Looking back, it was here the younger Bellinger began to separate himself from the legacy of his father, who won a World Series with the Yankees in 2000.
"It was probably the most fun I had playing baseball," Cody Bellinger said of the Little League World Series. "I think that was the moment for me where I said, 'I really want to do this. I can probably try to do this.' It turned the switch a little bit. I focused on it a little more."
Less than a decade later, Cody would be in the big leagues, smashing home runs at a historic rate for a rookie.
"Cody used to be 'Clay Bellinger's son,'" said Clay Bellinger, who coached his son in the Little League World Series. "Now, I'm 'Cody Bellinger's dad.'"
Cody Bellinger is the first player from the 2007 Little League World Series to reach the Majors, and the latest in a long line of elite youngsters to grow into Major Leaguers. The 22-year-old Bellinger is a 6-foot-4, 210-pound slugger now with a chance to break the Dodgers' franchise rookie home run record. But back then, he was a smaller kid.

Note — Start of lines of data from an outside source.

//! Structural repair rules and the shape key the pattern cache indexes
//! on (spec §4.2).

use std::collections::HashMap;

use serde_json::Value;

use crate::graph::NodeSpec;
use crate::llm::{CompletionRequest, LlmClient, ToolChoiceMode};
use crate::message::Message;

/// Result of one `clean_output` call.
#[derive(Debug, Clone, PartialEq)]
pub enum CleanOutcome {
    AlreadyValid(HashMap<String, Value>),
    RepairedFromCache(HashMap<String, Value>),
    RepairedStructurally(HashMap<String, Value>),
    RepairedByModel(HashMap<String, Value>),
    FallbackToRaw(HashMap<String, Value>),
}

impl CleanOutcome {
    pub fn into_output(self) -> HashMap<String, Value> {
        match self {
            CleanOutcome::AlreadyValid(o)
            | CleanOutcome::RepairedFromCache(o)
            | CleanOutcome::RepairedStructurally(o)
            | CleanOutcome::RepairedByModel(o)
            | CleanOutcome::FallbackToRaw(o) => o,
        }
    }
}

/// A cheap, purely structural transformation tried before paying for a
/// model call. Cloneable/`Copy` function pointers so the pattern cache
/// can store "which rule worked last time" per shape without boxing.
#[derive(Clone, Copy, Debug, PartialEq, Eq)]
pub enum RepairRule {
    /// `{"summary": {"summary": "..."}}` -> unwrap the inner same-named value.
    UnwrapNestedSameKey,
    /// A single declared key, output is a bare JSON string that parses to
    /// an object containing it -> parse and lift.
    ParseStringAsJsonObject,
    /// Exactly one declared key, output has exactly one entry under a
    /// different name -> rename it.
    RenameSoleKey,
}

const ALL_RULES: [RepairRule; 3] = [
    RepairRule::UnwrapNestedSameKey,
    RepairRule::ParseStringAsJsonObject,
    RepairRule::RenameSoleKey,
];

pub const STRUCTURAL_RULES: &[RepairRule] = &ALL_RULES;

impl RepairRule {
    pub fn apply(
        &self,
        raw: &HashMap<String, Value>,
        declared_keys: &[String],
    ) -> Option<HashMap<String, Value>> {
        match self {
            RepairRule::UnwrapNestedSameKey => unwrap_nested_same_key(raw, declared_keys),
            RepairRule::ParseStringAsJsonObject => parse_string_as_json_object(raw, declared_keys),
            RepairRule::RenameSoleKey => rename_sole_key(raw, declared_keys),
        }
    }
}

fn unwrap_nested_same_key(
    raw: &HashMap<String, Value>,
    declared_keys: &[String],
) -> Option<HashMap<String, Value>> {
    let mut out = raw.clone();
    let mut changed = false;
    for key in declared_keys {
        if let Some(Value::Object(inner)) = raw.get(key) {
            if let Some(nested) = inner.get(key) {
                out.insert(key.clone(), nested.clone());
                changed = true;
            }
        }
    }
    changed.then_some(out)
}

fn parse_string_as_json_object(
    raw: &HashMap<String, Value>,
    declared_keys: &[String],
) -> Option<HashMap<String, Value>> {
    if declared_keys.len() != 1 {
        return None;
    }
    let key = &declared_keys[0];
    let Value::String(s) = raw.get(key)? else {
        return None;
    };
    let parsed: Value = serde_json::from_str(s).ok()?;
    let mut out = raw.clone();
    if let Some(v) = parsed.get(key) {
        out.insert(key.clone(), v.clone());
        return Some(out);
    }
    if let Value::Object(_) = parsed {
        out.insert(key.clone(), parsed);
        return Some(out);
    }
    None
}

fn rename_sole_key(
    raw: &HashMap<String, Value>,
    declared_keys: &[String],
) -> Option<HashMap<String, Value>> {
    if declared_keys.len() != 1 || raw.len() != 1 {
        return None;
    }
    let declared = &declared_keys[0];
    if raw.contains_key(declared) {
        return None;
    }
    let (_, value) = raw.iter().next()?;
    let mut out = HashMap::new();
    out.insert(declared.clone(), value.clone());
    Some(out)
}

/// Detects the canonical LLM-output trap (spec §4.2 validation check 2):
/// a declared key whose value is itself an object containing that same
/// key name one level deeper, or a JSON-encoded string that parses to
/// one. A key in this shape is technically "present" by a bare
/// presence/null check, but still needs the unwrap repair.
pub(super) fn has_same_key_wrapper(value: &Value, key: &str) -> bool {
    if let Value::Object(map) = value {
        return map.contains_key(key);
    }
    if let Value::String(s) = value {
        if let Ok(Value::Object(map)) = serde_json::from_str::<Value>(s) {
            return map.contains_key(key);
        }
    }
    false
}

/// Spec §4.2 validation check 3: a string value over 500 chars that does
/// not parse as JSON is suspicious enough to warn about, though it is not
/// itself a repair trigger.
pub(super) fn is_oversized_unparsed_string(value: &Value) -> bool {
    match value {
        Value::String(s) => s.len() > 500 && serde_json::from_str::<Value>(s).is_err(),
        _ => false,
    }
}

/// Coarse shape fingerprint used as the pattern-cache key: a scope label
/// (which source/target pair, or which node, this repair is for) plus
/// which required keys were present/absent/wrong-typed, not the exact
/// values (spec §4.2: the cache holds repair *strategies*, not results,
/// keyed on `(source_id, target_id, hash(sorted errors))` — the per-key
/// presence/type markers here are that hashed error signature).
pub(super) fn shape_key_for(scope: &str, required_keys: &[String], raw: &HashMap<String, Value>) -> String {
    let mut parts = vec![scope.to_string()];
    for key in required_keys {
        let marker = match raw.get(key) {
            None => "absent",
            Some(Value::Null) => "null",
            Some(Value::String(_)) => "string",
            Some(Value::Object(_)) => "object",
            Some(Value::Array(_)) => "array",
            Some(Value::Number(_)) => "number",
            Some(Value::Bool(_)) => "bool",
        };
        parts.push(format!("{key}:{marker}"));
    }
    parts.push(format!("len:{}", raw.len()));
    parts.join("|")
}

pub(super) fn shape_key(node: &NodeSpec, raw: &HashMap<String, Value>) -> String {
    shape_key_for(&node.id, &node.output_keys, raw)
}

pub(super) fn build_request_for(required_keys: &[String], raw_output: &HashMap<String, Value>) -> CompletionRequest {
    let raw_json = serde_json::to_string(raw_output).unwrap_or_default();
    let prompt = format!(
        "The following JSON object was produced for a step expecting keys {:?}. \
         Return a corrected JSON object with exactly those keys, preserving \
         the original values where they already fit. Input: {raw_json}",
        required_keys
    );
    CompletionRequest {
        messages: vec![Message::user(prompt)],
        tools: vec![],
        tool_choice: ToolChoiceMode::None,
        max_tokens: Some(1024),
        model: None,
    }
}

pub(super) fn build_request(node: &NodeSpec, raw_output: &HashMap<String, Value>) -> CompletionRequest {
    build_request_for(&node.output_keys, raw_output)
}

pub(super) async fn llm_repair_for(
    llm: &dyn LlmClient,
    required_keys: &[String],
    raw_output: &HashMap<String, Value>,
) -> Option<HashMap<String, Value>> {
    let request = build_request_for(required_keys, raw_output);
    let response = llm.complete(request).await.ok()?;
    let parsed: Value = serde_json::from_str(&response.content).ok()?;
    match parsed {
        Value::Object(map) => Some(map.into_iter().collect()),
        _ => None,
    }
}
//! The graph executor (spec §4.1): steps a `GraphSpec` node by node,
//! drives each node kind's LLM/tool-use behavior, applies guardrails and
//! output cleaning around every decision, and emits bus events as it goes.
//!
//! Grounded on the teacher's `StateGraph::invoke`/`ReactRunner`
//! (`graph/state_graph.rs`, `agent/react/runner/runner.rs`): a
//! cooperative `while` loop stepping one node at a time, generalized from
//! the teacher's fixed think/act/observe chain to an arbitrary
//! `NodeSpec`/`EdgeSpec` graph, and from the teacher's single ReAct inner
//! loop (`agent/react/think_node.rs`) to a per-node inner loop bounded by
//! `LoopConfig`.

use std::collections::HashMap;
use std::sync::Arc;

use serde_json::Value;
use tracing::{debug, instrument, warn};

use crate::cleaner::{clean_for_target, validate_output, PatternCache, PatternCacheConfig};
use crate::error::ExecutorError;
use crate::events::{EventBus, EventKind};
use crate::goal::Goal;
use crate::guardrail::{check_after_decision, check_before_decision, GuardrailConfig, GuardrailVerdict, RunCounters};
use crate::journal::{JournaledProblem, RuntimeJournal};
use crate::llm::{CompletionRequest, LlmClient, ToolChoiceMode, ToolDefinition};
use crate::memory::SharedMemory;
use crate::message::Message;
use crate::tools::ToolRegistry;

use super::condition::{evaluate as evaluate_condition, EvalEnv};
use super::edge_spec::{EdgeCondition, EdgeSpec};
use super::exec_result::{ExecutionResult, ExecutionStatus};
use super::node_impl::{FunctionRegistry, NodeRegistry};
use super::node_spec::{NodeKind, NodeSpec};
use super::session::{ResumeInput, SessionState};
use super::spec::GraphSpec;
//! `ExecutionResult`: what `GraphExecutor::run` returns (spec §4.1, §6.1).

use std::collections::HashMap;

use serde_json::Value;

use crate::graph::session::SessionState;
use crate::guardrail::GuardrailViolation;
use crate::message::Message;

/// Terminal status of one run.
#[derive(Clone, Debug, PartialEq)]
pub enum ExecutionStatus {
    /// Reached a terminal node.
    Completed,
    /// Paused at a `human_input` node; `SessionState` carries the resume bundle.
    Paused(SessionState),
    /// Stopped by a blocking guardrail verdict.
    GuardrailBlocked(GuardrailViolation),
    /// `max_steps` reached without a terminal node.
    MaxStepsExceeded,
    /// A node exhausted its retries without succeeding.
    Failed(String),
}

#[derive(Clone, Debug, PartialEq)]
pub struct ExecutionResult {
    pub status: ExecutionStatus,
    pub memory: HashMap<String, Value>,
    pub steps_taken: u32,
    pub final_node: Option<String>,
    /// Node ids visited, in order (spec §4.1 step 2, §6.1, §8 testable
    /// property 1: every adjacent pair is linked by an edge whose
    /// condition held at that step).
    pub path: Vec<String>,
    /// Inner-loop transcript accumulated across every node visited this
    /// run (spec §6.1 `ExecutionResult.history`).
    pub history: Vec<Message>,
    /// Cumulative tokens reported by the LLM collaborator across the run.
    pub total_tokens: u64,
    /// Wall-clock time since the run (or this resume) began.
    pub total_latency_ms: u64,
}

impl ExecutionResult {
    pub fn is_terminal(&self) -> bool {
        matches!(self.status, ExecutionStatus::Completed)
    }

    pub fn is_paused(&self) -> bool {
        matches!(self.status, ExecutionStatus::Paused(_))
    }
}
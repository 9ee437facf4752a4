//! Run journal collaborator (spec §6.3): an append-only record of what
//! happened during a run, owned and persisted by the embedder. The
//! executor only ever appends to it — it never reads the journal back,
//! and a journal write failure is logged and swallowed, never allowed to
//! abort a run in progress.

use async_trait::async_trait;
use serde::{Deserialize, Serialize};
use serde_json::Value;

/// One journaled problem, severe enough to record but not necessarily
/// fatal to the run (a guardrail warning, a retried node, a repaired
/// output).
#[derive(Clone, Debug, Serialize, Deserialize, PartialEq)]
pub struct JournaledProblem {
    pub run_id: String,
    pub node_id: Option<String>,
    pub kind: String,
    pub detail: String,
    pub context: Value,
}

#[derive(Debug, thiserror::Error)]
#[error("{0}")]
pub struct JournalError(pub String);

/// The journal collaborator: start/report/end. Implementations are
/// supplied by the embedder (append to a file, push to a database, ship
/// to a log pipeline); this crate only consumes the trait.
#[async_trait]
pub trait RuntimeJournal: Send + Sync {
    async fn start_run(&self, run_id: &str, graph_id: &str) -> Result<(), JournalError>;
    async fn report_problem(&self, problem: JournaledProblem) -> Result<(), JournalError>;
    async fn end_run(&self, run_id: &str, status: &str) -> Result<(), JournalError>;
}

/// Wraps a `RuntimeJournal` so its errors are logged and discarded,
/// matching the executor's "journal failures never abort the run"
/// discipline (spec §7).
pub struct NonFatalJournal<J: RuntimeJournal> {
    inner: J,
}

impl<J: RuntimeJournal> NonFatalJournal<J> {
    pub fn new(inner: J) -> Self {
        Self { inner }
    }

    pub async fn start_run(&self, run_id: &str, graph_id: &str) {
        if let Err(e) = self.inner.start_run(run_id, graph_id).await {
            tracing::warn!(run_id, error = %e, "journal start_run failed");
        }
    }

    pub async fn report_problem(&self, problem: JournaledProblem) {
        let run_id = problem.run_id.clone();
        if let Err(e) = self.inner.report_problem(problem).await {
            tracing::warn!(run_id, error = %e, "journal report_problem failed");
        }
    }

    pub async fn end_run(&self, run_id: &str, status: &str) {
        if let Err(e) = self.inner.end_run(run_id, status).await {
            tracing::warn!(run_id, error = %e, "journal end_run failed");
        }
    }
}

/// No-op journal for tests and embedders that don't need durability.
pub struct NullJournal;

#[async_trait]
impl RuntimeJournal for NullJournal {
    async fn start_run(&self, _run_id: &str, _graph_id: &str) -> Result<(), JournalError> {
        Ok(())
    }
    async fn report_problem(&self, _problem: JournaledProblem) -> Result<(), JournalError> {
        Ok(())
    }
    async fn end_run(&self, _run_id: &str, _status: &str) -> Result<(), JournalError> {
        Ok(())
    }
}
//! LLM provider collaborator (spec §6.1). The runtime never speaks to a
//! provider directly: `llm_tool_use`/`llm_generate` nodes and `llm_decide`
//! edges all go through this trait, and output cleaning invokes it for the
//! cheap repair model. Concrete providers (OpenAI, Anthropic, ...) are
//! out of scope here; only the interface the executor depends on lives
//! in this crate.
//!
//! Grounded on the teacher's `llm::LlmClient` (`llm/mod.rs`): same
//! `invoke`-shaped async trait and `LlmResponse`/`LlmUsage` pair,
//! trimmed of streaming (no chunk sender — out of scope, spec §1) and
//! extended with a `tools`/`tool_choice` parameter since tool-use is a
//! first-class node kind here rather than a single fixed ReAct loop.

use async_trait::async_trait;
use serde_json::Value;

use crate::message::{Message, ToolCall};

/// Tool choice mode for a completion request: when tools are offered,
/// controls whether the model may choose (auto), must not use (none), or
/// must use (required) one.
#[derive(Clone, Copy, Debug, Default, PartialEq, Eq)]
pub enum ToolChoiceMode {
    #[default]
    Auto,
    None,
    Required,
}

/// One tool definition offered to the model for this call.
#[derive(Clone, Debug)]
pub struct ToolDefinition {
    pub name: String,
    pub description: String,
    pub input_schema: Value,
}

/// Token usage for one completion call.
#[derive(Clone, Copy, Debug, Default, serde::Serialize, serde::Deserialize)]
pub struct LlmUsage {
    pub prompt_tokens: u32,
    pub completion_tokens: u32,
    pub total_tokens: u32,
}

/// Result of one completion call: assistant text, any tool calls the model
/// chose to make, and usage when the provider reports it.
#[derive(Clone, Debug, Default)]
pub struct LlmResponse {
    pub content: String,
    pub tool_calls: Vec<ToolCall>,
    pub usage: Option<LlmUsage>,
}

/// Parameters for one completion call.
#[derive(Clone, Debug, Default)]
pub struct CompletionRequest {
    pub messages: Vec<Message>,
    pub tools: Vec<ToolDefinition>,
    pub tool_choice: ToolChoiceMode,
    pub max_tokens: Option<u32>,
    pub model: Option<String>,
}

/// Error surfaced by an `LlmClient` implementation. The executor wraps
/// this into `ExecutorError::Llm` and treats it as a retryable node failure.
#[derive(Debug, thiserror::Error)]
#[error("{0}")]
pub struct LlmError(pub String);

/// The provider collaborator: given a request, returns assistant content
/// and any tool calls. Implementations are supplied by the embedder; this
/// crate only consumes the trait.
#[async_trait]
pub trait LlmClient: Send + Sync {
    async fn complete(&self, request: CompletionRequest) -> Result<LlmResponse, LlmError>;
}

/// Fixed-response test double. Grounded on the teacher's `MockLlm`
/// (`llm/mod.rs::mock`): a canned response (or queue of responses) handed
/// back regardless of input, used across the executor's own test suite.
pub struct MockLlm {
    responses: tokio::sync::Mutex<std::collections::VecDeque<LlmResponse>>,
}

impl MockLlm {
    pub fn new(response: LlmResponse) -> Self {
        Self {
            responses: tokio::sync::Mutex::new(std::collections::VecDeque::from([response])),
        }
    }

    pub fn sequence(responses: Vec<LlmResponse>) -> Self {
        Self {
            responses: tokio::sync::Mutex::new(responses.into()),
        }
    }

    pub fn text(content: impl Into<String>) -> Self {
        Self::new(LlmResponse {
            content: content.into(),
            tool_calls: Vec::new(),
            usage: None,
        })
    }
}

#[async_trait]
impl LlmClient for MockLlm {
    async fn complete(&self, _request: CompletionRequest) -> Result<LlmResponse, LlmError> {
        let mut queue = self.responses.lock().await;
        queue
            .pop_front()
            .ok_or_else(|| LlmError("MockLlm: response queue exhausted".to_string()))
    }
}

#[cfg(test)]
mod tests {
    use super::*;

    #[tokio::test]
    async fn mock_llm_returns_canned_text() {
        let llm = MockLlm::text("hello");
        let resp = llm.complete(CompletionRequest::default()).await.unwrap();
        assert_eq!(resp.content, "hello");
    }

    #[tokio::test]
    async fn mock_llm_sequence_exhausts() {
        let llm = MockLlm::sequence(vec![LlmResponse {
            content: "first".into(),
            tool_calls: vec![],
            usage: None,
        }]);
        assert!(llm.complete(CompletionRequest::default()).await.is_ok());
        assert!(llm.complete(CompletionRequest::default()).await.is_err());
    }
}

"I thought the Little League fields were big," he said with a chuckle. "You look back now, and its obviously the smallest field you can play on."
The fields may be small, but in Williamsport, Pa., the stage is huge, which is why it is such a luxury to have what Cody Bellinger did -- a Major Leaguer dad to help handle the atmosphere. Being in front of big crowds wasn't anything new for Cody Bellinger, who as a young child attended his father's World Series championship parades in New York City.
"Playing in front of 28,000-30,000 fans as an 11- or 12-year old is pretty spectacular," Cody said. "There was less pressure knowing [my dad] was there."
"You get just a condensed version of what could be life in the big leagues, with all the cameras and the media," Clay said.
Now that's all focused on Cody Bellinger again, as his Dodgers enjoy a historic season and eye a deep October run. He's a long way from Williamsport, and soon may have his own World Series parade to attend. Cody already knows what those are like, thanks to his dad.
"Any time you see your dad playing, you want to do it," Clay Bellinger said. "Then when you realize you're pretty good at it, you fall in love with it."